Someone who writes bytecode interpreters directly in assembly might be mortified by this code. Though, to me this is more of an artifact of some missed optimization opportunities in the otherwise excellent Graal compiler, which hopefully can be fixed.

I won’t include the results for the other interpreters here, but to summarize, let’s count the instructions of the bytecode dispatch for each of them:

  • TruffleSOM: 31 instructions in 1 basic block (after some extra optimization)
  • Espresso: 79 instructions in 2 basic blocks
  • GraalPy: 81 instructions in 3 basic blocks
  • GraalWasm: 56 instructions in 2 basic blocks

For GraalPy it is even a little more complex. There are various other basic blocks involved and none of the bytecode handler jump back directly to the same block. Instead there seems to be some more code after each handler before they jump back to the top of the loop.

The First Micro-Optimization Opportunity

As mentioned for TruffleSOM, I did already look into one optimization opportunity. The very careful reader might have noticed the end of block 18 above.

Address Assembly CPU Time
0x1f5b33a cmp $0xfe, %r9d 0.035s
0x1f5b341 jnbe 0x1f7c658  

This is a correctness check for the switch/case statement in the Java code. It makes sure that the value we switch over is covered by the cases in the switch. Otherwise, we’re jumping to some default block, or just back to the top of the loop.
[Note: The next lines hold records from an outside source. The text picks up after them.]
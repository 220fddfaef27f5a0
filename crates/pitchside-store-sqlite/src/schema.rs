//! SQL schema for the Pitchside SQLite store.
//!
//! Executed once at connection startup via `PRAGMA user_version`. Future
//! migrations will be gated on that version number.
//!
//! Conventions: every table has an `INTEGER PRIMARY KEY` surrogate `id`;
//! cross-entity joins go through the stable external keys (`fixture_id`,
//! `team_id`, `player_id`, `season_id`, `tournament_id`), which carry their
//! own UNIQUE constraints. The one exception is the manager link on
//! fixtures, which must use the managers row `id` because a manager's
//! external ID is only unique per team. Fact tables cascade away with their
//! fixture; soft team/player references on fact rows survive dimension
//! deletion as NULL.

/// Full schema DDL; idempotent thanks to `CREATE TABLE IF NOT EXISTS`.
pub const SCHEMA: &str = "
PRAGMA journal_mode = WAL;
PRAGMA foreign_keys = ON;

-- ── Dimensions ──────────────────────────────────────────────────────────

CREATE TABLE IF NOT EXISTS tournaments (
    id                    INTEGER PRIMARY KEY,
    name                  TEXT NOT NULL,
    tournament_id         INTEGER UNIQUE,        -- external 'tournament' id
    unique_tournament_id  INTEGER UNIQUE,        -- external 'unique-tournament' id
    created_at            TEXT NOT NULL
);

CREATE TABLE IF NOT EXISTS seasons (
    id                    INTEGER PRIMARY KEY,
    season_id             INTEGER NOT NULL UNIQUE,
    name                  TEXT,
    year                  TEXT,
    tournament_id         INTEGER REFERENCES tournaments(tournament_id),
    unique_tournament_id  INTEGER REFERENCES tournaments(unique_tournament_id),
    created_at            TEXT NOT NULL
);

CREATE TABLE IF NOT EXISTS teams (
    id               INTEGER PRIMARY KEY,
    team_id          INTEGER NOT NULL UNIQUE,
    name             TEXT NOT NULL,
    short_name       TEXT,
    slug             TEXT,
    name_code        TEXT,
    primary_color    TEXT,
    secondary_color  TEXT,
    created_at       TEXT NOT NULL
);

-- A manager is scoped to the team they were observed with; the external
-- manager id alone is not unique.
CREATE TABLE IF NOT EXISTS managers (
    id          INTEGER PRIMARY KEY,
    manager_id  INTEGER NOT NULL,
    team_id     INTEGER NOT NULL REFERENCES teams(team_id) ON DELETE CASCADE,
    name        TEXT,
    short_name  TEXT,
    slug        TEXT,
    created_at  TEXT NOT NULL,
    UNIQUE (manager_id, team_id)
);

CREATE TABLE IF NOT EXISTS players (
    id                       INTEGER PRIMARY KEY,
    player_id                INTEGER NOT NULL UNIQUE,
    name                     TEXT,
    short_name               TEXT,
    date_of_birth_timestamp  INTEGER,
    team_id                  INTEGER REFERENCES teams(team_id) ON DELETE SET NULL,
    sofascore_id             TEXT,
    created_at               TEXT NOT NULL
);

-- ── Fixtures ────────────────────────────────────────────────────────────

CREATE TABLE IF NOT EXISTS fixtures (
    id                 INTEGER PRIMARY KEY,
    fixture_id         INTEGER NOT NULL UNIQUE,
    fixture_custom_id  TEXT,
    home_team_id       INTEGER REFERENCES teams(team_id),
    away_team_id       INTEGER REFERENCES teams(team_id),
    season_id          INTEGER REFERENCES seasons(season_id),
    round              INTEGER,
    kickoff_date_time  TEXT,
    status             TEXT,
    home_score         INTEGER,
    away_score         INTEGER,
    result             TEXT,                     -- 'H' | 'A' | 'D'
    injury_time_1      INTEGER NOT NULL DEFAULT 0,
    injury_time_2      INTEGER NOT NULL DEFAULT 0,
    total_time         INTEGER NOT NULL DEFAULT 90,
    home_manager_id    INTEGER REFERENCES managers(id) ON DELETE SET NULL,
    away_manager_id    INTEGER REFERENCES managers(id) ON DELETE SET NULL,
    created_at         TEXT NOT NULL
);

-- ── Facts ───────────────────────────────────────────────────────────────
-- All fact tables hang off fixtures(fixture_id) and cascade with it.

CREATE TABLE IF NOT EXISTS game_states (
    id            INTEGER PRIMARY KEY,
    fixture_id    INTEGER NOT NULL REFERENCES fixtures(fixture_id) ON DELETE CASCADE,
    half          TEXT,                          -- '1' | '2' | 'ET1' | 'ET2'
    start_minute  INTEGER NOT NULL,
    end_minute    INTEGER NOT NULL,
    home_state    TEXT NOT NULL,                 -- 'winning' | 'drawing' | 'losing'
    away_state    TEXT NOT NULL
);

CREATE TABLE IF NOT EXISTS goals (
    id                INTEGER PRIMARY KEY,
    fixture_id        INTEGER NOT NULL REFERENCES fixtures(fixture_id) ON DELETE CASCADE,
    team_id           INTEGER REFERENCES teams(team_id) ON DELETE SET NULL,
    player_id         INTEGER REFERENCES players(player_id) ON DELETE SET NULL,
    assist_player_id  INTEGER REFERENCES players(player_id) ON DELETE SET NULL,
    goal_minute       INTEGER,
    added_time        INTEGER,
    match_minute      INTEGER,
    half              TEXT,
    type              TEXT,                      -- 'regular' | 'penalty' | 'ownGoal' | ...
    is_own_goal       INTEGER NOT NULL DEFAULT 0,
    incident_id       INTEGER
);

CREATE TABLE IF NOT EXISTS cards (
    id            INTEGER PRIMARY KEY,
    fixture_id    INTEGER NOT NULL REFERENCES fixtures(fixture_id) ON DELETE CASCADE,
    team_id       INTEGER REFERENCES teams(team_id) ON DELETE SET NULL,
    player_id     INTEGER REFERENCES players(player_id) ON DELETE SET NULL,
    card_minute   INTEGER,
    added_time    INTEGER,
    match_minute  INTEGER,
    yellow        INTEGER NOT NULL DEFAULT 0,
    yellow_2      INTEGER NOT NULL DEFAULT 0,
    red           INTEGER NOT NULL DEFAULT 0,
    reason        TEXT,
    rescinded     INTEGER NOT NULL DEFAULT 0,
    incident_id   INTEGER
);

CREATE TABLE IF NOT EXISTS shots (
    id                      INTEGER PRIMARY KEY,
    fixture_id              INTEGER NOT NULL REFERENCES fixtures(fixture_id) ON DELETE CASCADE,
    shot_id                 INTEGER NOT NULL,
    team_id                 INTEGER REFERENCES teams(team_id) ON DELETE SET NULL,
    player_id               INTEGER REFERENCES players(player_id) ON DELETE SET NULL,
    shot_type               TEXT,
    goal_type               TEXT,
    situation               TEXT,
    body_part               TEXT,
    goal_mouth_location     TEXT,
    player_coordinates      TEXT,                -- JSON
    goal_mouth_coordinates  TEXT,                -- JSON
    draw_coordinates        TEXT,                -- JSON
    xg                      REAL,
    xgot                    REAL,
    minute                  INTEGER,
    added_time              INTEGER,
    UNIQUE (fixture_id, shot_id)
);

CREATE TABLE IF NOT EXISTS substitutions (
    id             INTEGER PRIMARY KEY,
    fixture_id     INTEGER NOT NULL REFERENCES fixtures(fixture_id) ON DELETE CASCADE,
    team_id        INTEGER REFERENCES teams(team_id) ON DELETE SET NULL,
    player_in_id   INTEGER REFERENCES players(player_id) ON DELETE SET NULL,
    player_out_id  INTEGER REFERENCES players(player_id) ON DELETE SET NULL,
    minute         INTEGER,
    added_time     INTEGER,
    match_minute   INTEGER,
    half           TEXT,
    injury         INTEGER NOT NULL DEFAULT 0,
    incident_id    INTEGER
);

-- Wide event-sourcing-style table for everything that is not a goal, card
-- or substitution. Which columns are populated depends on incident_type;
-- the raw feed payload is always kept in incident_data.
CREATE TABLE IF NOT EXISTS incidents (
    id                   INTEGER PRIMARY KEY,
    fixture_id           INTEGER NOT NULL REFERENCES fixtures(fixture_id) ON DELETE CASCADE,
    incident_type        TEXT NOT NULL,          -- 'period' | 'injuryTime' | 'varDecision' | 'inGamePenalty'
    incident_id          INTEGER,
    team_id              INTEGER REFERENCES teams(team_id) ON DELETE SET NULL,
    player_id            INTEGER REFERENCES players(player_id) ON DELETE SET NULL,
    minute               INTEGER,
    added_time           INTEGER,
    match_minute         INTEGER,
    half                 TEXT,
    text                 TEXT,                   -- period: 'HT', 'FT', ...
    home_score           INTEGER,
    away_score           INTEGER,
    is_live              INTEGER NOT NULL DEFAULT 0,
    time_seconds         INTEGER,
    period_time_seconds  INTEGER,
    length               INTEGER,                -- injuryTime
    confirmed            INTEGER NOT NULL DEFAULT 0,  -- varDecision
    incident_class       TEXT,
    reason               TEXT,                   -- inGamePenalty
    description          TEXT,
    incident_data        TEXT NOT NULL           -- full raw JSON payload
);

CREATE TABLE IF NOT EXISTS match_statistics (
    id          INTEGER PRIMARY KEY,
    fixture_id  INTEGER NOT NULL REFERENCES fixtures(fixture_id) ON DELETE CASCADE,
    period      TEXT NOT NULL,                   -- 'ALL' | '1ST' | '2ND'
    group_name  TEXT,
    key         TEXT NOT NULL,
    name        TEXT,
    value_type  TEXT,
    home_value  REAL,
    away_value  REAL,
    home_raw    TEXT,
    away_raw    TEXT,
    UNIQUE (fixture_id, period, key)
);

CREATE TABLE IF NOT EXISTS player_statistics (
    id             INTEGER PRIMARY KEY,
    fixture_id     INTEGER NOT NULL REFERENCES fixtures(fixture_id) ON DELETE CASCADE,
    player_id      INTEGER NOT NULL REFERENCES players(player_id) ON DELETE CASCADE,
    team_id        INTEGER REFERENCES teams(team_id) ON DELETE SET NULL,
    side           TEXT,                         -- 'home' | 'away'
    position       TEXT,
    jersey_number  TEXT,
    started        INTEGER NOT NULL DEFAULT 0,
    substitute     INTEGER NOT NULL DEFAULT 0,
    stats_json     TEXT NOT NULL,                -- open-ended per-player stat map
    UNIQUE (fixture_id, player_id)
);

CREATE TABLE IF NOT EXISTS players_fixtures (
    id              INTEGER PRIMARY KEY,
    player_id       INTEGER NOT NULL REFERENCES players(player_id) ON DELETE CASCADE,
    fixture_id      INTEGER NOT NULL REFERENCES fixtures(fixture_id) ON DELETE CASCADE,
    team_id         INTEGER REFERENCES teams(team_id) ON DELETE SET NULL,
    started         INTEGER NOT NULL DEFAULT 0,
    substitute      INTEGER NOT NULL DEFAULT 0,
    subbed_in       INTEGER NOT NULL DEFAULT 0,
    subbed_out      INTEGER NOT NULL DEFAULT 0,
    minutes_played  INTEGER,
    UNIQUE (player_id, fixture_id)
);

-- ── Indexes ─────────────────────────────────────────────────────────────

CREATE INDEX IF NOT EXISTS fixtures_season_idx        ON fixtures(season_id);
CREATE INDEX IF NOT EXISTS fixtures_kickoff_idx       ON fixtures(kickoff_date_time);
CREATE INDEX IF NOT EXISTS players_team_idx           ON players(team_id);
CREATE INDEX IF NOT EXISTS game_states_fixture_idx    ON game_states(fixture_id);
CREATE INDEX IF NOT EXISTS goals_fixture_idx          ON goals(fixture_id);
CREATE INDEX IF NOT EXISTS cards_fixture_idx          ON cards(fixture_id);
CREATE INDEX IF NOT EXISTS shots_fixture_idx          ON shots(fixture_id);
CREATE INDEX IF NOT EXISTS substitutions_fixture_idx  ON substitutions(fixture_id);
CREATE INDEX IF NOT EXISTS incidents_fixture_idx      ON incidents(fixture_id);
CREATE INDEX IF NOT EXISTS incidents_type_idx         ON incidents(incident_type);
CREATE INDEX IF NOT EXISTS match_stats_fixture_idx    ON match_statistics(fixture_id);
CREATE INDEX IF NOT EXISTS player_stats_fixture_idx   ON player_statistics(fixture_id);
CREATE INDEX IF NOT EXISTS player_stats_player_idx    ON player_statistics(player_id);
CREATE INDEX IF NOT EXISTS players_fixtures_fixture_idx ON players_fixtures(fixture_id);

PRAGMA user_version = 1;
";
The implementation in Graal is a little bit too hard-coded for my taste. While it has all the logic to eliminate unreachable cases, for instance when it sees that the value we switch over is guaranteed to exclude some cases, it does handle the default case directly in the machine-specific lowering code.

Seems like one could generalize this a little more and possibly handle the default case like the other cases. The relevant Graal issue for this micro-optimization is #8425. However, when I applied this to TruffleSOM’s version of Graal, and eliminated those two instructions, it didn’t make a difference. The remaining 31 instructions still dominate the bytecode dispatch.

Conclusion

The most important take away message here is of course know, don’t assume, or more specifically measure, don’t guess.

For the problem at hand, it looks like Graal struggles with hoisting some common reads out of the bytecode loops. If there’s a way to fix this, this could give a massive speedup to all Truffle-based bytecode interpreters, perhaps enough to invalidate our AST vs. Bytecode Interpreters paper. Wouldn’t that be fun?! 🤓 🧑🏻‍🔬

The mentioned micro optimization would also avoid a few instructions for every switch/case in normal Java code, when it doesn’t need the default case. So, it might be relevant for more than just bytecode interpreters.

For questions, comments, or suggestions, please find me on Twitter @smarr or Mastodon.

Addendum: Dispatch Code for PySOM’s RPython-based Bytecode Interpreter

After turning my notes into this blog post yesterday, I figured today I should also look at what RPython is doing for my PySOM bytecode interpreter.

The below 13 instructions are the bytecode dispatch for the interpreter. While it is much shorter, it also contains the safety check cmp $0x45, %al to make sure the bytecode is within the set of targets. Ideally, a bytecode verifier would have ensure that already, or perhaps we setup the native code so that there are simply no unsafe jump targets to avoid having to check every time, which at least based on VTune seems to consume a considerable amount of the overall run time. Also somewhat concerning is that the check is done twice. Block 21 already has a cmp $0x45, %rax, which should make the second test unnecessary. (Correction: the second check was unrelated, and I managed to remove it by applying an optimization I had already on TruffleSOM, but not yet in PySOM.)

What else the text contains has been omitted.